In view of the above, this study attempts to provide a first approach to assess the impact of climate change on suspended sediment in Galicia, NW Spain. Specifically, the objective of the study was to assess the effects of potential changes in temperature, rainfall and CO2 concentration on suspended sediment in the Corbeira catchment, a small rural catchment located in Galicia, using the Soil and Water Assessment Tool (SWAT) model. This model has been widely used to evaluate the effects of climate change on soil erosion and sediment yield processes at catchment scale [11,13,16,30,31,32] due to its ability to incorporate future climate predictions from climatic models as inputs to the model, and to account for the effects of increased CO2 on plant development and evapotranspiration. A previous satisfactory calibration and validation of the SWAT for suspended sediment yield in the Corbeira catchment [33] proved to be an appropriate tool for simulating suspended sediment under the conditions prevailing there and, therefore, could be a useful tool to identify the crucial soil loss areas within the catchment and evaluate the influence of alternative management practices in controlling sediment losses.

2. Materials and Methods

2.1. Study Area

The study was carried out in the Corbeira catchment, a rural catchment covering 16 km2 located in north-west Galicia (Spain) in the province of A Coruña (Figure 1), at a latitude of 43°13′2.3′′ N and a longitude of 8°13′43.9′′ W. Elevations range from 60 m to 470 m a.s.l. with mainly moderate slopes (>13%). The geology of the catchment is dominated by schist of the Órdenes Complex [34]. The predominant soils are Umbrisols (74%) and Cambisols (25%) [35] with a silt and silt–loam texture, very deep and high organic content (mean 6.5%; range 4.4%–10.5%). The principal land uses in this catchment are forestry (65%) and agriculture (30%). The forest area mainly consists of commercial eucalyptus plantations, whereas agriculture land is a patchwork of croplands (4% of total area), mostly growing maize for forage and winter cereal, interspersed with pasture for cattle (26% of total area). Impervious built-up areas and roads cover about 5% of the whole catchment area and are mainly distributed in the agricultural zone.
The study area is characterized by an oceanic climate, with a mean annual temperature of about 13 °C and a mean annual rainfall of about 1063 mm (1983/1984–2009/2010) of which 65% is recorded during the October–March period. The hydrological regime is pluvial, with maximum discharge in December and low flows from June to September. Stream discharge is mainly supplied by groundwater [36]. The sediment yield, estimated from continuous discharge data and suspended sediment concentrations in water samples collected at base flow conditions and runoff events, is low (0.11 t·ha−1·year−1, [25]), although significant sediment amounts are mobilized within the catchment, these do not reach the stream [22,25]. For example, during winter 2008, only 22% of eroded soil in cultivated soils—the main source of sediment in the study area [37]—reached the drainage network.
The Corbeira catchment was chosen for this study because it is a very sensitive area in terms of climate change on hydrological processes as it is projected to undergo a substantial decrease in rainfall and streamflow, especially at the end of the 21st century [14]. The Corbeira catchment is located upstream of the Cecebre reservoir, which is the main drinking water source of A Coruña city and surrounding municipalities (450,000 inhabitants) in NW Spain. Moreover, this reservoir was declared a Special Area of Conservation and Site of Community Importance included in the Natura 2000 Network. Possible deterioration in the water quality in the Corbeira catchment because of the impact of climate change on suspended sediment, and therefore on sediment-associated nutrients and trace elements, could be extrapolated to the river Mero and consequently could affect the Cecebre reservoir.

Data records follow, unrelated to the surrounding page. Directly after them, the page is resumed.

pub mod entities;
pub mod requests;
pub mod responses;

pub use entities::{AttendanceRecord, AttendanceStatus, StatusCounts};
pub use requests::{AttendanceEntryInput, AttendanceSheetQuery, SaveAttendanceRequest};
pub use responses::{AttendanceSheet, AttendanceSheetRow, SaveAttendanceResponse};
use serde::Serialize;
use ts_rs::TS;

use super::BehaviorLogItem;

#[derive(Debug, Serialize, TS)]
#[ts(export, export_to = "../frontend/src/types/generated/behavior.ts")]
pub struct BehaviorListResponse {
    pub items: Vec<BehaviorLogItem>,
}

2.2. SWAT Model and Input Data

The eco-hydrological SWAT model was used to assess the impact of climate change on suspended sediment. This process-based, spatially semi-distributed model was developed by the Agricultural Research Service of the United States Department of Agriculture (USDA) to quantify and predict the impact of agricultural management practices on water, sediment and chemical yields in medium and large complex catchments with varying soils, land use and management conditions over long periods of time [38,39]. However, it has also been satisfactory when applied to small catchments around the world (e.g., references [13,16,32,40,41,42,43,44]), proving the robustness of the SWAT model in predicting water, sediment, and chemical yields from small catchments under different climatic conditions. The SWAT model is also capable of simulating the impacts of climate change and human intervention on vegetation growth, water flow, soil erosion, nutrient export, metal fluxes, pesticide transport and bacteria loadings. Climate change impacts can be simulated directly with SWAT, taking into account (i) changes in climatic inputs and (ii) the effect of increased concentrations of atmospheric CO2 on plant development and transpiration.
The SWAT model operates at daily time step and describes the spatial heterogeneities by dividing the basin into sub-basins, which are further separated into hydrological response units (HRUs), i.e., territorial units characterized by a specific combination of land use, soil type and slope. The SWAT model simulations are separated into two major modules: the first (land phase) controls the amount of water, sediment, nutrient and pesticide loads supplied to the main channel in each sub-basin. The second is related to the movement of water and other elements through the channel network to the catchment outlet. Soil erosion and sediment yield are estimated from each HRU with the Modified Universal Soil Loss Equation (MUSLE; [45]). The MUSLE uses the energy from surface runoff rather than rainfall to simulate erosion and sediment yield, which makes it suitable for application at daily time scales. Erosion and sediment yield are estimated as a function of peak runoff and volume and physical factors, such as soil erodibility (USLE-K), slope steepness and length (USLE-L), cover factor (USLE-C) and support practice factor (USLE-P). The USLE soil erodibility factor (USLE-K) was estimated from data of clay, silt, sand, and organic content in soils using the equation proposed by Williams [45]. The USLE topographic factor (USLE-L) was automatically calculated from the Geographic Information System (GIS) interface in the SWAT model. USLE-C varies throughout the year according to the growth cycle of the plant based on the minimum value for the cover, the management factor for the land cover, and the amount of residue on the soil surface. The minimum C factor for the land cover was estimated using an equation proposed by Arnold and Williams [46]. The USLE support practice factor (USLE-P) was modified following Wischmeier and Smith [47] to reflect management practices for pasture and cropland in the study area. Sediment loads from each HRU collect at sub-basin scale, and the resulting loads are transported by streamflow and distributed to the basin outlet. The sediment transport in the channel is controlled by deposition and degradation processes, which depend on the sediment load coming from upland areas and on the channel capacity to transport sediment.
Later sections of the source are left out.